In exchange for limiting the risk to the ECB itself, there may be an agreement for a more aggressive program. While the ambiguity of an open-ended program may be strategically superior, national central banks are unlikely to be given carte blanche either. There is also an issue of the quality of asset that can be bought. The easiest decision would be to declare any asset good acceptable for repo operations is good enough to buy. Another challenge is the significance of initial conditions. Roughly a quarter of the eurozone sovereign debt have negative yields. Given market positioning we caution of the risk of disappointment or buy the rumor, sell the fact type of activity.
2. Greece: The national election is a week away. Syriza's small lead has been maintained. Flight from Greek banks has accelerated, and at least two banks have request emergency funds from the central bank, which needs the approval of the ECB to grant. At the same time, Greek banks are reportedly buying the T-bills that foreign investors are reluctant to roll-over. Many foreign banks also may be less willing to do repos with Greek banks. Although we do not expect Greece to leave the monetary union, we recognize that a period of political uncertainty likely lies ahead. Italy's presidential selection begins at the end of the month and promises its own drama.

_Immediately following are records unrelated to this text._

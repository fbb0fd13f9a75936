use indexmap::IndexSet;

use crate::hirc::source::StreamKind;

/// Something that has to be told when an audio source changes.
#[derive(Debug, Clone, Copy, PartialEq, Eq, Hash, PartialOrd, Ord)]
pub enum Owner {
    /// A Sound or MusicTrack referencing the source.
    Entry(u32),
    /// A bank that embeds (part of) the payload.
    Bank(u64),
    /// A stream record holding the payload.
    Stream(u64),
}

/// One media payload, shared by every node that plays it.
#[derive(Debug, Clone, PartialEq)]
pub struct AudioSource {
    pub short_id: u32,
    /// Stream file id, 0 for embedded media.
    pub resource_id: u64,
    pub kind: StreamKind,
    pub data: Vec<u8>,
    /// Payload before the first edit.
    pub previous: Option<Vec<u8>>,
    pub parents: IndexSet<Owner>,
}

impl AudioSource {
    pub fn new(short_id: u32, kind: StreamKind, resource_id: u64, data: Vec<u8>) -> Self {
        Self {
            short_id,
            resource_id,
            kind,
            data,
            previous: None,
            parents: IndexSet::new(),
        }
    }

    pub fn is_modified(&self) -> bool {
        self.previous.is_some()
    }

    /// The bytes edits are compared against: the snapshot if edited, else
    /// the live payload.
    pub fn baseline(&self) -> &[u8] {
        self.previous.as_deref().unwrap_or(&self.data)
    }

    pub fn owning_entries(&self) -> impl Iterator<Item = u32> + '_ {
        self.parents.iter().filter_map(|owner| match owner {
            Owner::Entry(id) => Some(*id),
            _ => None,
        })
    }

    pub fn duration_ms(&self) -> Option<f64> {
        wem_duration_ms(&self.data)
    }
}

/// Duration of a codec payload from its fixed header fields: sample rate
/// (`u32` at byte 24) and sample count (`u32` at byte 44).
pub fn wem_duration_ms(data: &[u8]) -> Option<f64> {
    let field = |at: usize| -> Option<u32> {
        let bytes = data.get(at..at + 4)?;
        Some(u32::from_le_bytes([bytes[0], bytes[1], bytes[2], bytes[3]]))
    };
    let rate = field(24)?;
    let samples = field(44)?;
    if rate == 0 {
        return None;
    }
    Some(f64::from(samples) * 1000.0 / f64::from(rate))
}
use binrw::{binrw, BinReaderExt, BinWriterExt, NullString};

use crate::bank::BankVersion;
use crate::cursor::ByteCursor;
use crate::error::{Error, Result};
use crate::hirc::params::{check_count, BaseParam, Children, RtpcPoint};
use crate::hirc::source::{BankSource, TrackInfo};
use crate::hirc::{read_tail, HircNode};

#[binrw]
#[derive(Debug, Clone, PartialEq)]
#[br(little)]
#[bw(little)]
pub struct ClipAutomation {
    pub clip_index: u32,
    pub auto_type: u32,
    #[br(temp)]
    #[bw(calc = points.len() as u32)]
    count: u32,
    #[br(count = count)]
    pub points: Vec<RtpcPoint>,
}

#[derive(Debug, Clone, PartialEq)]
pub struct MusicTrack {
    pub flags: u8,
    pub sources: Vec<BankSource>,
    pub track_info: Vec<TrackInfo>,
    /// Only serialized when `track_info` is non-empty.
    pub num_sub_tracks: u32,
    pub clip_automation: Vec<ClipAutomation>,
    pub params: BaseParam,
    pub tail: Vec<u8>,
}

impl MusicTrack {
    /// Track info records that play `source_id`.
    pub fn clips_for(&self, source_id: u32) -> impl Iterator<Item = &TrackInfo> {
        self.track_info.iter().filter(move |t| t.source_id == source_id)
    }
}

impl HircNode for MusicTrack {
    const NAME: &'static str = "MusicTrack";

    fn read(cur: &mut ByteCursor, version: BankVersion) -> Result<Self> {
        let flags = cur.read_u8()?;

        let source_count = cur.read_u32()?;
        check_count(cur, source_count, 14, "track sources")?;
        let mut sources = Vec::with_capacity(source_count as usize);
        for _ in 0..source_count {
            sources.push(cur.read_le()?);
        }

        let info_count = cur.read_u32()?;
        check_count(cur, info_count, TrackInfo::SIZE, "track info")?;
        let mut track_info = Vec::with_capacity(info_count as usize);
        for _ in 0..info_count {
            track_info.push(cur.read_le()?);
        }
        let num_sub_tracks = if info_count > 0 { cur.read_u32()? } else { 0 };

        let clip_count = cur.read_u32()?;
        check_count(cur, clip_count, 12, "clip automation")?;
        let mut clip_automation = Vec::with_capacity(clip_count as usize);
        for _ in 0..clip_count {
            clip_automation.push(cur.read_le()?);
        }

        let params = BaseParam::read(cur, version)?;
        Ok(Self {
            flags,
            sources,
            track_info,
            num_sub_tracks,
            clip_automation,
            params,
            tail: read_tail(cur)?,
        })
    }

    fn write(&self, out: &mut ByteCursor, version: BankVersion) -> Result<()> {
        out.write_u8(self.flags)?;
        out.write_u32(self.sources.len() as u32)?;
        for source in &self.sources {
            out.write_le(source)?;
        }
        out.write_u32(self.track_info.len() as u32)?;
        for info in &self.track_info {
            out.write_le(info)?;
        }
        if !self.track_info.is_empty() {
            out.write_u32(self.num_sub_tracks)?;
        }
        out.write_u32(self.clip_automation.len() as u32)?;
        for clip in &self.clip_automation {
            out.write_le(clip)?;
        }
        self.params.write(out, version)?;
        out.write_bytes(&self.tail)
    }
}

#[binrw]
#[derive(Debug, Clone, Copy, PartialEq)]
#[br(little)]
#[bw(little)]
pub struct MeterInfo {
    pub grid_period: f64,
    pub grid_offset: f64,
    pub tempo: f32,
    pub beats_per_bar: u8,
    pub beat_value: u8,
    pub flags: u8,
}

#[binrw]
#[derive(Debug, Clone, Copy, PartialEq, Eq)]
#[br(little)]
#[bw(little)]
pub struct Stinger {
    pub trigger_id: u32,
    pub segment_id: u32,
    pub sync_play_at: u32,
    pub cue_filter: u32,
    pub dont_repeat_time: i32,
    pub segment_look_ahead: u32,
}

#[binrw]
#[derive(Debug, Clone, PartialEq)]
#[br(little)]
#[bw(little)]
pub struct Marker {
    pub id: u32,
    pub position: f64,
    pub name: NullString,
}

impl Marker {
    pub fn name(&self) -> String {
        String::from_utf8_lossy(&self.name.0).into_owned()
    }
}

#[derive(Debug, Clone, PartialEq)]
pub struct MusicSegment {
    pub flags: u8,
    pub params: BaseParam,
    pub children: Children,
    pub meter: MeterInfo,
    pub stingers: Vec<Stinger>,
    /// Milliseconds.
    pub duration: f64,
    pub markers: Vec<Marker>,
    pub tail: Vec<u8>,
}

impl MusicSegment {
    pub fn entry_marker(&self) -> Option<&Marker> {
        self.markers.first()
    }

    pub fn exit_marker(&self) -> Option<&Marker> {
        self.markers.last()
    }

    pub fn set_entry_marker(&mut self, position: f64) -> Result<()> {
        let marker = self
            .markers
            .first_mut()
            .ok_or_else(|| Error::malformed("music segment", "segment has no markers"))?;
        marker.position = position;
        Ok(())
    }

    pub fn set_exit_marker(&mut self, position: f64) -> Result<()> {
        let marker = self
            .markers
            .last_mut()
            .ok_or_else(|| Error::malformed("music segment", "segment has no markers"))?;
        marker.position = position;
        Ok(())
    }
}

impl HircNode for MusicSegment {
    const NAME: &'static str = "MusicSegment";

    fn read(cur: &mut ByteCursor, version: BankVersion) -> Result<Self> {
        let flags = cur.read_u8()?;
        let params = BaseParam::read(cur, version)?;
        let children: Children = cur.read_le()?;
        let meter = cur.read_le()?;

        let stinger_count = cur.read_u32()?;
        check_count(cur, stinger_count, 24, "stingers")?;
        let mut stingers = Vec::with_capacity(stinger_count as usize);
        for _ in 0..stinger_count {
            stingers.push(cur.read_le()?);
        }

        let duration = cur.read_f64()?;
        let marker_count = cur.read_u32()?;
        check_count(cur, marker_count, 13, "markers")?;
        let mut markers = Vec::with_capacity(marker_count as usize);
        for _ in 0..marker_count {
            markers.push(cur.read_le()?);
        }

        Ok(Self {
            flags,
            params,
            children,
            meter,
            stingers,
            duration,
            markers,
            tail: read_tail(cur)?,
        })
    }

    fn write(&self, out: &mut ByteCursor, version: BankVersion) -> Result<()> {
        out.write_u8(self.flags)?;
        self.params.write(out, version)?;
        out.write_le(&self.children)?;
        out.write_le(&self.meter)?;
        out.write_u32(self.stingers.len() as u32)?;
        for stinger in &self.stingers {
            out.write_le(stinger)?;
        }
        out.write_f64(self.duration)?;
        out.write_u32(self.markers.len() as u32)?;
        for marker in &self.markers {
            out.write_le(marker)?;
        }
        out.write_bytes(&self.tail)
    }
}

#[derive(Debug, Clone, PartialEq)]
pub struct MusicSwitch {
    pub flags: u8,
    pub params: BaseParam,
    pub children: Children,
    pub tail: Vec<u8>,
}

impl HircNode for MusicSwitch {
    const NAME: &'static str = "MusicSwitch";

    fn read(cur: &mut ByteCursor, version: BankVersion) -> Result<Self> {
        let flags = cur.read_u8()?;
        let params = BaseParam::read(cur, version)?;
        let children = cur.read_le()?;
        Ok(Self {
            flags,
            params,
            children,
            tail: read_tail(cur)?,
        })
    }

    fn write(&self, out: &mut ByteCursor, version: BankVersion) -> Result<()> {
        out.write_u8(self.flags)?;
        self.params.write(out, version)?;
        out.write_le(&self.children)?;
        out.write_bytes(&self.tail)
    }
}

3. Switzerland: The SNB's decision to abandon the franc's cap was momentous. Apparently even the Swiss government learned of it in the eleventh hour. It is ironic that since the crisis, many observers have expressed concern that the independence of central banks was being encroached, and here when a central bank exercises precisely that independence it annoys the very same critics. Moreover, unlike the devaluations that were denied until the very last minute, or the BOE abandoning the ERM peg but only after losing billions of sterling, or the US unilaterally breaking the dollar-gold link, here the Swiss franc appreciated. This is not a beggar-thy-neighbor policy. The SNB's decision was unanimous. The Danish peg came under attack following the SNB's action. We suspect Denmark's first line of defense will be a return to negative interest rates.
The SNB apparently judged that the cap-strategy, which replaced its strategy to buying foreign bonds had out-lived it usefulness. Abandoning it now would arguably be less costly than defending if, as it seems likely the euro will continue to decline and the dollar will continue to appreciate. It seems to be hoping that the more negative interest rates will help minimize the upside pressure. The Swiss 10-year government bond now sports an unprecedented negative yield. It is not only a hit for Swiss exporters, but also for the value of Swiss owned foreign assets, both publicly owned, such as reserves, and privately own. Switzerland's net international surplus investment position just narrowed significantly.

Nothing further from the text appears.